Welche Brillen könnt ihr empfehlen.
Gruss Clubber


----------



## x-rossi (22. November 2009)

rudy project rydon photochromic

bezeichnung: impactx photochromic clear, lichtdurchlässigkeit: 18-78%


----------



## MTB-News.de




----------



## snoopz (23. November 2009)

Sind diese Gläser inzwischen eigentlich schnell genug, daß sich das lohnt? Als ich mich das letzte mal (vor einigen Jahren) mit dieser Technik beschäftigt habe, haben die noch sehr lang gebraucht, vor allem von dunkel nach hell. Das war dann für Einfahrten in Waldstücke nicht wirklich zu gebrauchen.


----------



## Bjoern_U. (23. November 2009)

snoopz schrieb:


> Sind diese Gläser inzwischen eigentlich schnell genug, daß sich das lohnt? Als ich mich das letzte mal (vor einigen Jahren) mit dieser Technik beschäftigt habe, haben die noch sehr lang gebraucht, vor allem von dunkel nach hell. Das war dann für Einfahrten in Waldstücke nicht wirklich zu gebrauchen.

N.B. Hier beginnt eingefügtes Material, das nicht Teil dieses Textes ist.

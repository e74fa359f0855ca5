//! Introspection surface: snapshots, serialization, and concurrent reads

mod common;

use std::sync::atomic::{AtomicBool, Ordering};
use std::sync::Arc;
use std::thread;

use common::{Journal, Recorder};
use patchbay::{
    BindingPolicy, Cardinality, ComponentDeclaration, ComponentState, DependencyDeclaration,
    DependencyState, Engine, ServiceProperties,
};

#[test]
fn test_description_reflects_declaration_and_resolution() {
    let engine = Engine::new();
    let journal = Journal::new();
    let id = engine
        .declare(
            ComponentDeclaration::new("web-server")
                .with_property("vendor", "acme")
                .with_dependency(
                    DependencyDeclaration::new("backend", "http.backend")
                        .with_filter("(tier=fast)")
                        .with_cardinality(Cardinality::ExactlyOne)
                        .with_policy(BindingPolicy::Static),
                ),
            Box::new(Recorder::new(&journal)),
        )
        .unwrap();
    engine.enable(&id).unwrap();
    let backend = engine
        .registry()
        .register_instance(
            "http.backend",
            "backend-1".to_string(),
            ServiceProperties::new().with("tier", "fast"),
        )
        .unwrap();

    let description = engine.describe(&id).unwrap();
    assert_eq!(description.name, "web-server");
    assert!(description.enabled);
    assert_eq!(description.state, ComponentState::Active);
    assert_eq!(description.properties.get_str("vendor"), Some("acme"));

    let dependency = &description.dependencies[0];
    assert_eq!(dependency.name, "backend");
    assert_eq!(dependency.capability, "http.backend");
    assert_eq!(dependency.declared_filter.as_deref(), Some("(tier=fast)"));
    assert_eq!(dependency.effective_filter.as_deref(), Some("(tier=fast)"));
    assert_eq!(dependency.state, DependencyState::Satisfied);
    assert_eq!(dependency.policy, BindingPolicy::Static);
    assert_eq!(dependency.bound[0].registration_id, backend.registration_id());
}

#[test]
fn test_description_serializes_to_json() {
    let engine = Engine::new();
    let journal = Journal::new();
    let id = engine
        .declare(
            ComponentDeclaration::new("serialized")
                .with_dependency(DependencyDeclaration::new("svc", "cap")),
            Box::new(Recorder::new(&journal)),
        )
        .unwrap();
    engine.enable(&id).unwrap();

    let json = serde_json::to_value(engine.describe(&id).unwrap()).unwrap();
    assert_eq!(json["name"], "serialized");
    assert_eq!(json["state"], "waiting");
    assert_eq!(json["dependencies"][0]["cardinality"], "1..1");
    assert_eq!(json["dependencies"][0]["state"], "unsatisfied");
}

#[test]
fn test_describe_all_lists_every_component() {
    let engine = Engine::new();
    for name in ["one", "two", "three"] {
        engine
            .declare(
                ComponentDeclaration::new(name),
                Box::new(Recorder::new(&Journal::new())),
            )
            .unwrap();
    }
    let names: Vec<String> = engine
        .describe_all()
        .into_iter()
        .map(|description| description.name)
        .collect();
    assert_eq!(names.len(), 3);
    for name in ["one", "two", "three"] {
        assert!(names.iter().any(|n| n == name));
    }
}

#[test]
fn test_describe_is_safe_during_gate_activity() {
    let engine = Arc::new(Engine::new());
    let journal = Journal::new();
    let id = engine
        .declare(
            ComponentDeclaration::new("busy").with_dependency(
                DependencyDeclaration::new("workers", "cap")
                    .with_cardinality(Cardinality::ZeroOrMore)
                    .optional(),
            ),
            Box::new(Recorder::new(&journal)),
        )
        .unwrap();
    engine.enable(&id).unwrap();

    let stop = Arc::new(AtomicBool::new(false));
    let churn = {
        let engine = Arc::clone(&engine);
        let stop = Arc::clone(&stop);
        thread::spawn(move || {
            while !stop.load(Ordering::Relaxed) {
                let handle = engine
                    .registry()
                    .register_instance("cap", 1u8, ServiceProperties::new())
                    .unwrap();
                engine.registry().unregister(&handle).unwrap();
            }
        })
    };

    // Concurrent reads must always observe a coherent snapshot.
    for _ in 0..500 {
        let description = engine.describe(&id).unwrap();
        assert_eq!(description.name, "busy");
        let dependency = &description.dependencies[0];
        assert!(dependency.selected.len() <= dependency.matching.len());
    }
    stop.store(true, Ordering::Relaxed);
    churn.join().unwrap();
}

#[test]
fn test_unknown_component_is_reported() {
    let engine = Engine::new();
    assert!(engine.describe("nope").is_err());
    assert!(engine.enable("nope").is_err());
    assert!(engine.disable("nope").is_err());
    assert!(engine.destroy("nope").is_err());
}

#[test]
fn test_shutdown_destroys_everything() {
    let engine = Engine::new();
    let journal = Journal::new();
    let id = engine
        .declare(
            ComponentDeclaration::new("doomed"),
            Box::new(Recorder::new(&journal)),
        )
        .unwrap();
    engine.enable(&id).unwrap();
    engine.shutdown();
    assert!(journal.entries().contains(&"destroy".to_string()));
    assert!(engine.describe_all().is_empty());
    assert_eq!(engine.registry().provider_count(), 0);
}
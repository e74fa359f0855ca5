//! Engine facade
//!
//! Owns the registry, the interceptor and context-source registries, and
//! the set of managed components. There is no ambient singleton: create an
//! [`Engine`] at runtime start, hand out references, and call
//! [`Engine::shutdown`] at the end.

use std::sync::Arc;

use tracing::info;
use uuid::Uuid;

use patchbay_domain::declaration::ComponentDeclaration;
use patchbay_domain::error::{Error, Result};
use patchbay_domain::introspection::ComponentDescription;
use patchbay_domain::ports::lifecycle::ComponentLifecycle;
use patchbay_domain::ports::state_listener::ComponentStateListener;

use crate::component::{ComponentIndex, ManagedComponent};
use crate::config::EngineConfig;
use crate::context::{ContextSourceHandle, ContextSourceRegistry};
use crate::interceptors::InterceptorRegistry;
use crate::registry::ServiceRegistry;

/// The component wiring engine
pub struct Engine {
    config: EngineConfig,
    registry: Arc<ServiceRegistry>,
    interceptors: Arc<InterceptorRegistry>,
    contexts: Arc<ContextSourceRegistry>,
    components: Arc<ComponentIndex>,
}

impl Engine {
    /// Create an engine with default configuration
    pub fn new() -> Self {
        Self::with_config(EngineConfig::default())
    }

    /// Create an engine with explicit configuration
    pub fn with_config(config: EngineConfig) -> Self {
        let components = Arc::new(ComponentIndex::new());
        Self {
            config,
            registry: Arc::new(ServiceRegistry::new()),
            interceptors: Arc::new(InterceptorRegistry::new(Arc::clone(&components))),
            contexts: Arc::new(ContextSourceRegistry::new(Arc::clone(&components))),
            components,
        }
    }

    /// The provider registry
    pub fn registry(&self) -> &Arc<ServiceRegistry> {
        &self.registry
    }

    /// The interceptor registry
    pub fn interceptors(&self) -> &Arc<InterceptorRegistry> {
        &self.interceptors
    }

    /// Register a named context source for indirect filter resolution
    pub fn register_context_source(&self, name: &str) -> Result<ContextSourceHandle> {
        self.contexts.register(name)
    }

    /// Declare a component. The component starts out inactive; call
    /// [`Engine::enable`] to begin tracking its dependencies.
    ///
    /// Returns the engine-assigned component id. Several instances of the
    /// same declaration may coexist; each gets its own id.
    pub fn declare(
        &self,
        declaration: ComponentDeclaration,
        lifecycle: Box<dyn ComponentLifecycle>,
    ) -> Result<String> {
        declaration.check()?;
        let id = format!("{}-{}", declaration.name, Uuid::new_v4().simple());
        let component = ManagedComponent::new(
            id.clone(),
            declaration,
            lifecycle,
            &self.registry,
            &self.interceptors,
            &self.contexts,
            self.config.gate.queue_warn_depth,
        );
        self.components.insert(component);
        info!(component = %id, "component declared");
        Ok(id)
    }

    /// Request activation tracking for a component. Enqueues onto the
    /// component's gate and returns immediately; completion is observable
    /// through [`Engine::describe`] or a registered state listener.
    pub fn enable(&self, id: &str) -> Result<()> {
        let component = self.component(id)?;
        if let Some(gate) = component.submit_enable(true) {
            gate.drain();
        }
        Ok(())
    }

    /// Request deactivation for a component; asynchronous like
    /// [`Engine::enable`]
    pub fn disable(&self, id: &str) -> Result<()> {
        let component = self.component(id)?;
        if let Some(gate) = component.submit_enable(false) {
            gate.drain();
        }
        Ok(())
    }

    /// Observe a component's committed state transitions
    pub fn add_state_listener(
        &self,
        id: &str,
        listener: Arc<dyn ComponentStateListener>,
    ) -> Result<()> {
        let component = self.component(id)?;
        if let Some(gate) = component.submit_add_listener(listener) {
            gate.drain();
        }
        Ok(())
    }

    /// Replace a dependency's filter template at runtime
    pub fn set_dependency_filter(
        &self,
        id: &str,
        dependency: &str,
        filter: Option<String>,
    ) -> Result<()> {
        let component = self.component(id)?;
        if let Some(gate) = component.submit_set_filter(dependency.to_string(), filter) {
            gate.drain();
        }
        Ok(())
    }

    /// Destroy a component: deactivate if needed, run `destroy`, release
    /// its dependencies, and close its gate. Pending work queued behind the
    /// destroy is discarded; no callback fires afterwards.
    pub fn destroy(&self, id: &str) -> Result<()> {
        let component = self.component(id)?;
        if let Some(gate) = component.submit_destroy() {
            gate.drain();
        }
        self.components.remove(id);
        Ok(())
    }

    /// Eventually consistent snapshot of one component
    pub fn describe(&self, id: &str) -> Result<ComponentDescription> {
        let component = self.component(id)?;
        Ok(component.description().as_ref().clone())
    }

    /// Eventually consistent snapshots of every live component
    pub fn describe_all(&self) -> Vec<ComponentDescription> {
        let mut descriptions: Vec<ComponentDescription> = self
            .components
            .all()
            .iter()
            .map(|component| component.description().as_ref().clone())
            .collect();
        descriptions.sort_by(|a, b| a.id.cmp(&b.id));
        descriptions
    }

    /// Destroy every component and dispose of the registry
    pub fn shutdown(&self) {
        info!("engine shutting down");
        for component in self.components.all() {
            if let Some(gate) = component.submit_destroy() {
                gate.drain();
            }
            self.components.remove(component.id());
        }
        self.registry.dispose();
    }

    fn component(&self, id: &str) -> Result<Arc<ManagedComponent>> {
        self.components
            .get(id)
            .ok_or_else(|| Error::component_not_found(id))
    }
}

impl Default for Engine {
    fn default() -> Self {
        Self::new()
    }
}
//! Component state observation

use crate::value_objects::ComponentState;

/// Observer of committed component state transitions
///
/// Notified on the component's gate after each transition commits, so the
/// reported order is exact. Administrative callers use this as the
/// completion signal for `enable`/`disable` requests.
pub trait ComponentStateListener: Send + Sync {
    /// A component moved from `old` to `new`
    fn on_state_change(&self, component: &str, old: ComponentState, new: ComponentState);
}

die Selbsttönung wird nie schnell genug sein um den schnellen Wechsel zw. hellem Sonnenlicht und dunklem schattigem Wald in akzeptabler Zeit zu schaffen. Es sei denn man kann das irgendwann per Knopfdruck selbst sofort ändern
Zumindest reicht es derzeit nicht wenn man beim downhill mit 30-70km/h unterwegs ist und die Lichtverhältnisse sich ständig ändern z.B. Wald, ein Tunnel nach dem anderen, etc.
Beim uphill klappt es sicherlich ausreichend gut

Als Brillenträger hatte ich jahrelang selbsttönende Gläser und bin davon aber nun seit ein paar Jahren wieder weg. U.a. auch weil sich das Problem mit zu langsamen Wechselzeiten beim Auto fahren als nicht ganz ungefährlich zeigte wenn man z.B. in einen dunklen Tunnel fuhr. Aufgrund meiner Sehstärke bzw. Schwäche kann ich die Brille auch nicht einfach mal so absetzen dann isses zwar hell genug aber das wars dann.

Beim biken bleibe ich bei einer Brille (+ Kontaktlinsen) mit leicht getönten Gläsern, die ich gegebenenfalls (z.B. derzeit) gegen klare Gläser tausche. Bei dem aktuell herbstlich grauem Tageslicht sind gelbe oder orangene Gläser auch nicht schlecht.

Gruß Björn


----------



## sebezahn (23. November 2009)

Hi,

rudy project rydon: Ja, die habe ich auch, stimme aber bei den selbsttönenden Gläsern nur teilweise zu. 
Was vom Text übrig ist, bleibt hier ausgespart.